START EXTRACTED ENTRIES

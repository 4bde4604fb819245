//! Scripted input replay
//!
//! A replay script is a YAML list of input events pushed through a
//! [`ControllerHandle`], e.g.
//!
//! ```yaml
//! name: nudge and tilt
//! events:
//!   - { event: touch_began, touches: [{ x: 100, y: 40 }] }
//!   - { event: touch_ended }
//!   - { event: step, direction: right, repeat: 10 }
//!   - { event: tilt, enabled: true }
//!   - { event: wait, ms: 250 }
//!   - { event: tilt, enabled: false }
//! ```

use anyhow::{Context, Result};
use schemars::JsonSchema;
use serde::{Deserialize, Serialize};
use std::path::Path;
use std::time::Duration;
use tokio::fs;
use tracing::{debug, info};

use crate::controller::{ControllerHandle, ControllerSnapshot};
use crate::engine::Direction;
use crate::error::JoystickError;
use crate::geometry::Point;

#[derive(Debug, Clone, PartialEq, Deserialize, Serialize, JsonSchema)]
#[serde(tag = "event", rename_all = "snake_case")]
pub enum ScriptEvent {
    TouchBegan { touches: Vec<Point> },
    TouchMoved { touches: Vec<Point> },
    TouchEnded,
    TouchCancelled,
    Tilt { enabled: bool },
    Step {
        direction: Direction,
        #[serde(default = "default_repeat")]
        repeat: u32,
    },
    Recenter,
    Wait { ms: u64 },
}

fn default_repeat() -> u32 {
    1
}

impl ScriptEvent {
    /// Send this event to the controller
    ///
    /// Only tilt toggling waits for the controller; `wait` sleeps.
    pub async fn apply(&self, handle: &ControllerHandle) -> Result<(), JoystickError> {
        match self {
            ScriptEvent::TouchBegan { touches } => handle.touch_began(touches.clone()),
            ScriptEvent::TouchMoved { touches } => handle.touch_moved(touches.clone()),
            ScriptEvent::TouchEnded => handle.touch_ended(),
            ScriptEvent::TouchCancelled => handle.touch_cancelled(),
            ScriptEvent::Tilt { enabled } => handle.set_tilt_mode(*enabled).await?,
            ScriptEvent::Step { direction, repeat } => {
                for _ in 0..*repeat {
                    handle.step(*direction);
                }
            }
            ScriptEvent::Recenter => handle.recenter(),
            ScriptEvent::Wait { ms } => tokio::time::sleep(Duration::from_millis(*ms)).await,
        }
        if handle.is_alive() {
            Ok(())
        } else {
            Err(JoystickError::ControllerClosed)
        }
    }
}

#[derive(Debug, Clone, Default, PartialEq, Deserialize, Serialize, JsonSchema)]
pub struct ReplayScript {
    #[serde(default, skip_serializing_if = "Option::is_none")]
    pub name: Option<String>,
    #[serde(default)]
    pub events: Vec<ScriptEvent>,
}

impl ReplayScript {
    pub async fn load(path: impl AsRef<Path>) -> Result<Self> {
        let path = path.as_ref();
        let contents = fs::read_to_string(path)
            .await
            .with_context(|| format!("Failed to read replay script: {}", path.display()))?;

        serde_yaml::from_str(&contents)
            .with_context(|| format!("Failed to parse replay script: {}", path.display()))
    }

    /// Replay every event in order and return the final controller state
    pub async fn run(&self, handle: &ControllerHandle) -> Result<ControllerSnapshot> {
        let label = self.name.as_deref().unwrap_or("unnamed");
        info!(script = label, events = self.events.len(), "replaying input script");

        for (index, event) in self.events.iter().enumerate() {
            debug!(index, ?event, "script event");
            event
                .apply(handle)
                .await
                .with_context(|| format!("Script '{}' failed at event #{}", label, index + 1))?;
        }

        let snapshot = handle
            .snapshot()
            .await
            .context("Failed to read final joystick state")?;
        info!(
            script = label,
            mode = %snapshot.joystick.mode,
            thumb = %snapshot.joystick.thumb_center,
            "replay finished"
        );
        Ok(snapshot)
    }
}
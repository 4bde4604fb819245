//! Thumb position owned by the active session

use crate::engine::JoystickGeometry;
use crate::geometry::Point;

/// Current thumb center
///
/// Exactly one session owns this value at a time; it moves between sessions
/// when the input mode changes.
#[derive(Debug, Clone, Copy, PartialEq)]
pub struct ThumbState {
    current_center: Point,
}

impl ThumbState {
    /// Thumb resting on the geometric center
    pub fn at_rest(geometry: &JoystickGeometry) -> Self {
        Self {
            current_center: geometry.center(),
        }
    }

    pub fn current_center(&self) -> Point {
        self.current_center
    }

    pub fn is_at_rest(&self, geometry: &JoystickGeometry) -> bool {
        self.current_center == geometry.center()
    }

    pub(crate) fn move_to(&mut self, center: Point) {
        self.current_center = center;
    }

    pub(crate) fn reset(&mut self, geometry: &JoystickGeometry) {
        self.current_center = geometry.center();
    }
}
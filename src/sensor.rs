//! Accelerometer sources feeding tilt mode
//!
//! A source is polled by a sampler task at a fixed cadence; every reading is
//! forwarded as a message to the joystick controller, which stays the single
//! owner of the thumb. Only the planar `x` / `y` components are consumed.

mod sampler;
mod scripted;

use async_trait::async_trait;
use schemars::JsonSchema;
use serde::{Deserialize, Serialize};
use std::fmt;

pub use sampler::{spawn_sampler, DEFAULT_SAMPLE_INTERVAL_MS, MIN_SAMPLE_INTERVAL};
pub use scripted::{ChannelAccelerometer, ScriptedAccelerometer, UnavailableAccelerometer};

/// One accelerometer reading, in g
#[derive(Debug, Clone, Copy, PartialEq, Default, Serialize, Deserialize, JsonSchema)]
pub struct Acceleration {
    pub x: f64,
    pub y: f64,
    #[serde(default)]
    pub z: f64,
}

impl Acceleration {
    pub const fn new(x: f64, y: f64, z: f64) -> Self {
        Self { x, y, z }
    }

    /// Reading with only the planar components set
    pub const fn planar(x: f64, y: f64) -> Self {
        Self { x, y, z: 0.0 }
    }
}

impl fmt::Display for Acceleration {
    fn fmt(&self, f: &mut fmt::Formatter<'_>) -> fmt::Result {
        write!(f, "[{:.3}, {:.3}, {:.3}]", self.x, self.y, self.z)
    }
}

/// Device motion source
///
/// `read` yields the next reading, or `None` once the source is exhausted
/// (the sampler then stops on its own).
#[async_trait]
pub trait AccelerometerSource: Send {
    fn name(&self) -> &str;

    /// Checked before tilt mode is turned on
    fn is_available(&self) -> bool {
        true
    }

    async fn read(&mut self) -> Option<Acceleration>;
}

/// Builds a fresh source each time tilt mode is turned on
pub type SourceFactory = Box<dyn Fn() -> Box<dyn AccelerometerSource> + Send>;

END EXTRACTED ENTRIES

Where the word "Copy" appears in a line of the entries above, count that line; give only the number.

2